Sweet potato whoopie pies with maple cream cheese frosting and candied pecans
James Taylor grew up in North Carolina and he wrote his hit song “Carolina In My Mind” when he was homesick overseas. I chose sweet potatoes because North Carolina is the No. 1 producer of them in the U.S., so they might help with a little bit of homesickness. And while I was brainstorming for this, my aunt unknowingly (via Facebook — thanks, Aunt Linda!) tipped me off to videos of James Taylor baking pecan pies and maple sugaring, so I made the sweet potato whoopie pies, then rolled them in pecans that I candied with maple syrup and brown sugar.
Chocolate cream cheese fudge with everything but the kitchen sink mixed in (recipe here)
By now you’ve probably heard Gotye, and if you haven’t, I promise you will soon — not just in this blog post, but everywhere. A few months ago, my editor sent me the Australian/Belgian singer’s song “Somebody That I Used to Know,” and we both agreed that it was pleasant and, for better or worse, he was going to be huge. His album Making Mirrors is out in the U.S. soon (or already?), and it seems like every other day I’m seeing a different friend post a video on Facebook, mention him, etc. While Making Mirrors has some undeniably catchy pop songs that I don’t hate (“Easy Way Out,” “Eyes Wide Open”), overall I think it’s sort of a mess, and I think he’s confused about what he wants to sound like. Aside from the aforementioned decent songs, there are a couple fake-Motown/soul tracks out of nowhere (“I Feel Better,” “In Your Light”), and a bunch of terrible lyrics (in “I Feel Better”: “There was a time I was down, down/ I didn’t know what to do/ I was just stumblin’ around/ Thinking things could not improve/ I couldn’t look on the bright side of anything at all/ That’s when you gave me a call”).

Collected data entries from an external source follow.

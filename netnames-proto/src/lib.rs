//! `netnames-proto` provides the value types of the `netnames` name resolution layer: resource
//! records as delivered by lookups, the priority/weight ordered candidate list used to walk `SRV`
//! targets, DNS-SD service instances, and the error types every asynchronous object reports.
//!
//! Nothing in this crate performs I/O. The resolvers, browsers and publishers that produce and
//! consume these types live in [`netnames`].
//!
//! # Basic usage example
//! ```rust
//! use netnames_proto::{NameRecord, RecordType, WeightedNameRecordList};
//!
//! let mut candidates = WeightedNameRecordList::new();
//! candidates.append(NameRecord::srv_record("_xmpp-client._tcp.example.", 300, "a.example.", 5222, 5, 0));
//! candidates.append(NameRecord::srv_record("_xmpp-client._tcp.example.", 300, "b.example.", 5222, 10, 0));
//! candidates.append_host("example.", 5222);
//!
//! let first = candidates.take_next().unwrap();
//! assert_eq!(first.rtype(), Some(RecordType::SRV));
//! assert_eq!(first.name(), "a.example.");
//! ```
//!
//! [`netnames`]: https://docs.rs/netnames

pub mod error;
pub mod name;
pub mod record;
pub mod service;
pub mod weighted;

pub use record::{NameRecord, Rdata, RecordType};
pub use service::ServiceInstance;
pub use weighted::WeightedNameRecordList;
#![allow(dead_code)]

use async_trait::async_trait;
use futures::StreamExt;
use loqa_converse::client::{ClientMultiplexer, Outbound};
use loqa_converse::pipeline::{AudioStream, CompletionClient, SpeechSynthesizer};
use loqa_converse::session::{ClientFrame, Collaborators, ConversationSession, SessionConfig};
use loqa_converse::transcript::{Transcriber, TranscriberLink, TranscriptEvent, UpstreamCommand};
use loqa_converse::{
    ClientMessage, ConversationHistory, ConversationMessage, ConverseError, ConverseResult, Role,
    SessionStats,
};
use std::sync::Arc;
use std::time::Duration;
use tokio::sync::mpsc;
use tokio::task::JoinHandle;
use tokio::time::timeout;

pub const WAIT: Duration = Duration::from_secs(5);
pub const SLOW_REPLY: Duration = Duration::from_millis(300);

/// Test side of one opened transcription connection
pub struct FakeUpstream {
    pub commands: mpsc::Receiver<UpstreamCommand>,
    pub events: mpsc::Sender<TranscriptEvent>,
}

impl FakeUpstream {
    pub async fn emit(&self, event: TranscriptEvent) {
        self.events.send(event).await.expect("adapter gone");
    }

    pub async fn say(&self, text: &str) {
        self.emit(TranscriptEvent::Transcript {
            text: text.to_string(),
            is_final: true,
        })
        .await;
    }
}

pub struct FakeTranscriber {
    opened: mpsc::UnboundedSender<FakeUpstream>,
}

impl FakeTranscriber {
    pub fn new() -> (Self, mpsc::UnboundedReceiver<FakeUpstream>) {
        let (opened, rx) = mpsc::unbounded_channel();
        (Self { opened }, rx)
    }
}

impl Transcriber for FakeTranscriber {
    fn open(&self) -> TranscriberLink {
        let (command_tx, command_rx) = mpsc::channel(64);
        let (event_tx, event_rx) = mpsc::channel(64);
        let _ = self.opened.send(FakeUpstream {
            commands: command_rx,
            events: event_tx,
        });
        TranscriberLink {
            commands: command_tx,
            events: event_rx,
        }
    }

    fn name(&self) -> &str {
        "fake"
    }
}

/// Replies "reply to <last user message>". Fails when that message contains
/// "fail" and takes `SLOW_REPLY` when it contains "slow".
pub struct EchoCompletion;

#[async_trait]
impl CompletionClient for EchoCompletion {
    async fn complete(&self, messages: &[ConversationMessage]) -> ConverseResult<String> {
        let last = messages
            .iter()
            .rev()
            .find(|m| m.role == Role::User)
            .map(|m| m.content.clone())
            .unwrap_or_default();

        if last.contains("slow") {
            tokio::time::sleep(SLOW_REPLY).await;
        }
        if last.contains("fail") {
            return Err(ConverseError::Completion("scripted failure".to_string()));
        }
        Ok(format!("reply to {}", last))
    }
}

pub struct SynthesisRequest {
    pub text: String,
    pub chunks: futures::channel::mpsc::UnboundedSender<ConverseResult<Vec<u8>>>,
}

impl SynthesisRequest {
    pub fn push(&self, chunk: &[u8]) {
        let _ = self.chunks.unbounded_send(Ok(chunk.to_vec()));
    }

    pub fn fail(&self, message: &str) {
        let _ = self
            .chunks
            .unbounded_send(Err(ConverseError::Synthesis(message.to_string())));
    }
}

pub struct ControlledSynthesizer {
    requests: mpsc::UnboundedSender<SynthesisRequest>,
}

impl ControlledSynthesizer {
    pub fn new() -> (Self, mpsc::UnboundedReceiver<SynthesisRequest>) {
        let (requests, rx) = mpsc::unbounded_channel();
        (Self { requests }, rx)
    }
}

#[async_trait]
impl SpeechSynthesizer for ControlledSynthesizer {
    async fn synthesize(&self, text: &str) -> ConverseResult<AudioStream> {
        let (tx, rx) = futures::channel::mpsc::unbounded();
        self.requests
            .send(SynthesisRequest {
                text: text.to_string(),
                chunks: tx,
            })
            .map_err(|_| ConverseError::Synthesis("test dropped".to_string()))?;
        Ok(rx.boxed())
    }
}

/// A running session wired to fakes
pub struct Harness {
    pub frames: mpsc::Sender<ClientFrame>,
    pub outbound: mpsc::UnboundedReceiver<Outbound>,
    pub upstreams: mpsc::UnboundedReceiver<FakeUpstream>,
    pub synthesis: mpsc::UnboundedReceiver<SynthesisRequest>,
    pub session: JoinHandle<(SessionStats, ConversationHistory)>,
}

impl Harness {
    pub fn start() -> Self {
        Self::with_config(SessionConfig::default())
    }

    pub fn with_config(config: SessionConfig) -> Self {
        let (transcriber, upstreams) = FakeTranscriber::new();
        let (synthesizer, synthesis) = ControlledSynthesizer::new();
        let collaborators = Collaborators {
            transcriber: Arc::new(transcriber),
            completion: Arc::new(EchoCompletion),
            synthesizer: Arc::new(synthesizer),
        };

        let (client, outbound) = ClientMultiplexer::new();
        let (frames, frame_rx) = mpsc::channel(64);
        let mut session = ConversationSession::new("conn-test", config, collaborators, client);

        let session = tokio::spawn(async move {
            let stats = session.run(frame_rx).await;
            (stats, session.history().clone())
        });

        Self {
            frames,
            outbound,
            upstreams,
            synthesis,
            session,
        }
    }

    pub async fn upstream(&mut self) -> FakeUpstream {
        timeout(WAIT, self.upstreams.recv())
            .await
            .expect("timed out waiting for transcription connection")
            .expect("transcriber dropped")
    }

    /// Next opened upstream, already acknowledged
    pub async fn open_upstream(&mut self) -> FakeUpstream {
        let upstream = self.upstream().await;
        upstream.emit(TranscriptEvent::Opened).await;
        upstream
    }

    pub async fn synthesis_request(&mut self) -> SynthesisRequest {
        timeout(WAIT, self.synthesis.recv())
            .await
            .expect("timed out waiting for synthesis request")
            .expect("synthesizer dropped")
    }

    pub async fn next_outbound(&mut self) -> Outbound {
        timeout(WAIT, self.outbound.recv())
            .await
            .expect("timed out waiting for client message")
            .expect("multiplexer dropped")
    }

    pub async fn next_message(&mut self) -> ClientMessage {
        match self.next_outbound().await {
            Outbound::Message(message) => message,
            Outbound::Close => panic!("unexpected close"),
        }
    }

    /// Collect messages up to and including the first one matching `done`
    pub async fn messages_until<F>(&mut self, done: F) -> Vec<ClientMessage>
    where
        F: Fn(&ClientMessage) -> bool,
    {
        let mut seen = Vec::new();
        loop {
            let message = self.next_message().await;
            let finished = done(&message);
            seen.push(message);
            if finished {
                return seen;
            }
        }
    }

    pub async fn finish(self) -> (SessionStats, ConversationHistory) {
        let _ = self.frames.send(ClientFrame::Close).await;
        timeout(WAIT, self.session)
            .await
            .expect("session did not stop")
            .expect("session panicked")
    }
}

pub fn is_audio(message: &ClientMessage) -> bool {
    matches!(message, ClientMessage::Audio { .. })
}

pub fn audio_for(sid1: u64) -> impl Fn(&ClientMessage) -> bool {
    move |message| matches!(message, ClientMessage::Audio { sid1: s, .. } if *s == sid1)
}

This fudge is inspired by Gotye because I made it with whatever random things I could find on my baking shelf (dried cranberries, graham cracker crumbs, ground coffee and crushed candy canes?), just like he put together a bunch of totally disconnected songs and called it an album. And the fudge is very rich, which means it can only be handled in small doses. Or at least I can only handle it in small doses, though some of my friends didn’t seem to have a problem with it — just like how I can only handle a few of Gotye’s songs, but the rest of the world is just eating it up. EESH. (I liked this fudge more than I like Gotye.)